Religion & Liberty Online

Book Review: ‘Sex and the Unreal City’ by Anthony Esolen

Sex and the Unreal City. Anthony Esolen
Ignatius Press. 2020. 209 pages.

What is the primary problem in society? An embrace of unreality, answers Anthony Esolen in his latest book, Sex and the Unreal City. In Esolen’s view, our culture has moved beyond promoting immorality to fully adopting unrealities as foundational “truths.” Esolen uses cutting wit to highlight how society is built upon false premises and promotes departure from reality. He says that someone ignoring the nature of reality is like “saying they could alter the nature of melanoma by calling it a beauty mark.” This unreality is not just disturbing because it is incorrect, but because it is soul-sapping and physically destructive. Esolen’s work should be viewed not as a specific policy proposal, but as satire meant to sting us awake and point us to what is real. As a part of the long and storied gadfly tradition, Sex and the Unreal City lampoons society and its contradictions while offering a solution that affirms both our souls and bodies. Along the way, the reader is treated to key insights into the nature of evil and the nature of reality.

The book is a collection of five essays organized around what Esolen terms the Unreal City. He highlights the different parts of the city, which are fundamentally untenable. The essays explore unreality in the spheres of education, the body, materialism, and religion. The fifth essay presents a solution to the collective delusion of the Unreal City. Since the purpose of satire is to offend our sensibilities in order to wake us up from some lie which we accept unthinkingly, the book is a strange fit for our offense-sensitive times. Yet, if Esolen’s core argument is true, satire is precisely what society needs in order to wake up from a state of unreality.
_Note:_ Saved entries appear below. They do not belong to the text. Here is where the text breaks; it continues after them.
//! File based configuration loading.

use serde::Serialize;
use serde::de::DeserializeOwned;
use std::path::Path;

use crate::error::ConfigError;

/// Serialization format of a configuration file.
#[derive(Debug, Clone, Copy, PartialEq, Eq, Default)]
pub enum ConfigFormat {
    /// `.yaml` / `.yml`
    #[default]
    Yaml,
    /// `.toml`
    Toml,
    /// `.json`
    Json,
}

impl ConfigFormat {
    /// Picks the format from the file extension, case-insensitively.
    #[must_use]
    pub fn from_path(path: &Path) -> Option<Self> {
        let ext = path.extension()?.to_str()?.to_ascii_lowercase();
        match ext.as_str() {
            "yaml" | "yml" => Some(Self::Yaml),
            "toml" => Some(Self::Toml),
            "json" => Some(Self::Json),
            _ => None,
        }
    }

    /// Canonical extension.
    #[must_use]
    pub const fn extension(&self) -> &'static str {
        match self {
            Self::Yaml => "yaml",
            Self::Toml => "toml",
            Self::Json => "json",
        }
    }
}

/// Loads any deserializable configuration from YAML, TOML or JSON.
///
/// ```
/// use bean_core::config::{ConfigFormat, ConfigLoader};
/// use std::collections::BTreeMap;
///
/// let map: BTreeMap<String, u32> = ConfigLoader::new()
///     .load_str("depth: 20", ConfigFormat::Yaml)
///     .unwrap();
/// assert_eq!(map["depth"], 20);
/// ```
#[derive(Debug, Clone, Copy, Default)]
pub struct ConfigLoader;

impl ConfigLoader {
    /// Creates a loader.
    #[must_use]
    pub const fn new() -> Self {
        Self
    }

    /// Reads and parses `path`, choosing the format by extension.
    pub fn load_file<T, P>(&self, path: P) -> Result<T, ConfigError>
    where
        T: DeserializeOwned,
        P: AsRef<Path>,
    {
        let path = path.as_ref();
        let display = path.display().to_string();
        let format = ConfigFormat::from_path(path).ok_or_else(|| {
            ConfigError::UnsupportedExtension {
                path: display.clone(),
            }
        })?;
        let content = std::fs::read_to_string(path).map_err(|e| ConfigError::Read {
            path: display.clone(),
            reason: e.to_string(),
        })?;
        Self::parse(&content, format, &display)
    }

    /// Parses `content` in `format`.
    pub fn load_str<T>(&self, content: &str, format: ConfigFormat) -> Result<T, ConfigError>
    where
        T: DeserializeOwned,
    {
        Self::parse(content, format, "<string>")
    }

    fn parse<T>(content: &str, format: ConfigFormat, origin: &str) -> Result<T, ConfigError>
    where
        T: DeserializeOwned,
    {
        let parsed = match format {
            ConfigFormat::Yaml => serde_yaml::from_str(content).map_err(|e| e.to_string()),
            ConfigFormat::Toml => toml::from_str(content).map_err(|e| e.to_string()),
            ConfigFormat::Json => serde_json::from_str(content).map_err(|e| e.to_string()),
        };
        parsed.map_err(|reason| ConfigError::Malformed {
            format: format.extension(),
            origin: origin.to_string(),
            reason,
        })
    }

    /// Renders `config` in `format`.
    pub fn serialize<T: Serialize>(config: &T, format: ConfigFormat) -> Result<String, ConfigError> {
        let rendered = match format {
            ConfigFormat::Yaml => serde_yaml::to_string(config).map_err(|e| e.to_string()),
            ConfigFormat::Toml => toml::to_string_pretty(config).map_err(|e| e.to_string()),
            ConfigFormat::Json => serde_json::to_string_pretty(config).map_err(|e| e.to_string()),
        };
        rendered.map_err(|reason| ConfigError::Malformed {
            format: format.extension(),
            origin: "<serialize>".to_string(),
            reason,
        })
    }
}

#[cfg(test)]
mod tests {
    use super::*;
    use serde::Deserialize;
    use std::io::Write;

    #[derive(Debug, PartialEq, Serialize, Deserialize)]
    struct Sample {
        name: String,
        depth: usize,
        #[serde(default)]
        verbose: bool,
    }

    fn create_sample() -> Sample {
        Sample {
            name: "sim".to_string(),
            depth: 20,
            verbose: true,
        }
    }

    #[test]
    fn test_format_from_path() {
        assert_eq!(ConfigFormat::from_path(Path::new("a.YML")), Some(ConfigFormat::Yaml));
        assert_eq!(ConfigFormat::from_path(Path::new("a.toml")), Some(ConfigFormat::Toml));
        assert_eq!(ConfigFormat::from_path(Path::new("a.json")), Some(ConfigFormat::Json));
        assert_eq!(ConfigFormat::from_path(Path::new("a.ini")), None);
        assert_eq!(ConfigFormat::from_path(Path::new("noext")), None);
    }

    #[test]
    fn test_each_format_parses() {
        let loader = ConfigLoader::new();
        let yaml: Sample = loader
            .load_str("name: sim\ndepth: 20\nverbose: true\n", ConfigFormat::Yaml)
            .unwrap();
        let toml: Sample = loader
            .load_str("name = \"sim\"\ndepth = 20\nverbose = true\n", ConfigFormat::Toml)
            .unwrap();
        let json: Sample = loader
            .load_str(r#"{"name":"sim","depth":20,"verbose":true}"#, ConfigFormat::Json)
            .unwrap();
        assert_eq!(yaml, create_sample());
        assert_eq!(toml, create_sample());
        assert_eq!(json, create_sample());
    }

    #[test]
    fn test_parse_error_is_malformed() {
        let err = ConfigLoader::new()
            .load_str::<Sample>("name: [", ConfigFormat::Yaml)
            .unwrap_err();
        assert!(matches!(err, ConfigError::Malformed { format: "yaml", .. }));
    }

    #[test]
    fn test_serialize_then_load() {
        for format in [ConfigFormat::Yaml, ConfigFormat::Toml, ConfigFormat::Json] {
            let text = ConfigLoader::serialize(&create_sample(), format).unwrap();
            let back: Sample = ConfigLoader::new().load_str(&text, format).unwrap();
            assert_eq!(back, create_sample(), "{}", format.extension());
        }
    }

    #[test]
    fn test_load_file() {
        let path = std::env::temp_dir().join(format!("bean-loader-{}.json", std::process::id()));
        let mut file = std::fs::File::create(&path).unwrap();
        file.write_all(br#"{"name":"sim","depth":20,"verbose":true}"#).unwrap();
        let loaded: Sample = ConfigLoader::new().load_file(&path).unwrap();
        assert_eq!(loaded, create_sample());
        std::fs::remove_file(&path).unwrap();

        let missing = ConfigLoader::new().load_file::<Sample, _>(&path).unwrap_err();
        assert!(matches!(missing, ConfigError::Read { .. }));
    }

    #[test]
    fn test_unsupported_extension() {
        let err = ConfigLoader::new()
            .load_file::<Sample, _>("backtest.ini")
            .unwrap_err();
        assert!(matches!(err, ConfigError::UnsupportedExtension { .. }));
    }
}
In his discussion of the nature of evil, Esolen falls within the groups of theologians who have affirmed that evil exists only as a denial of the truth. The fourth-century theologian Athanasius described the nature of evil with an analogy of a charioteer racing towards the finish line. The horseman ought to go towards the finish line, but he instead mistakes speed for the goal and runs pell-mell off the course: “So the soul too, fueled by disordered appetites turning from the way towards God, and driving the members of the body beyond what is proper … has swerved from the goal of truth.” Evil is anything that is a negation of the truth, the horseman traveling in any direction except the finish line.

Esolen contextualizes this insight and clarifies how our social ethic rejects the truth and swerves into ruin just like the charioteer. When we disregard categories of good and evil, we are forced into a state of unreality:

When one believes that good and evil are not objective realities to be discovered by the practical reason and to be honored in custom and law, and when, moreover, one dispenses with God’s revelation, which does not override reason but clarifies matters for us, giving our reason a boost, then nothing remains but to believe that “good” and “evil” are subjective and relative to the evaluator and his society.

What is the panacea to the Unreal City? In his final essay, Esolen reflects on the incarnation, which is the final counterpoint to any denial of reality. Jesus entered the world, became human, lived a perfect life, and conquered death. In the resurrection of the flesh, Jesus affirmed and redeemed our physical reality. Furthermore, he offers spiritual promise that allows us to enter into what is true, good, and noble. The Unreal City is an institution attempting to escape the implications of the incarnation, but it will ultimately fail. Esolen affirms the Apostle’s Creed as an anchor to the truth. A tenet is “literally what you grab hold of as a rock climber.” These tenets act as a guide, fulfilling the allied spheres of faith and reason.

Because this book is a collection of essays, the arc of Esolen’s argument is sometimes lost. He easily yields to tangents of loosely related literary references and the various elements of society which he critiques. He cannot help lampooning things that he doesn’t like, and there are many things which he does not like. This is the most credulous age, he argues, an age where people unthinkingly accept all sorts of newfangled moral inventions. He attacks many of these inventions without necessarily having the space to complete his arguments. Yet, at the same time, one of the core strengths in the book is Esolen’s ability to connect and synthesize seemingly disparate topics.

Although he satirizes culture, Esolen doesn’t leave us with merely a critique. He advocates a return to the truth within a culture which is fundamentally alienated, soul and body, from the truths of human nature, the created order, and God. Although Esolen bitingly rejects our current culture, his analysis is ultimately hopeful. For, through the incarnation, the Unreal City has already been conquered once. The world “gleams with the possibility of glory,” and Jesus calls us to turn to him and “become real.”

Noah Gould

Noah C. Gould is the Alumni & Student Programs manager at the Acton Institute and a contributor for Young Voices. His writings on economics, business, and culture have appeared in publications such as National Review, Detroit News, and Newsweek. He is a graduate of Grove City College.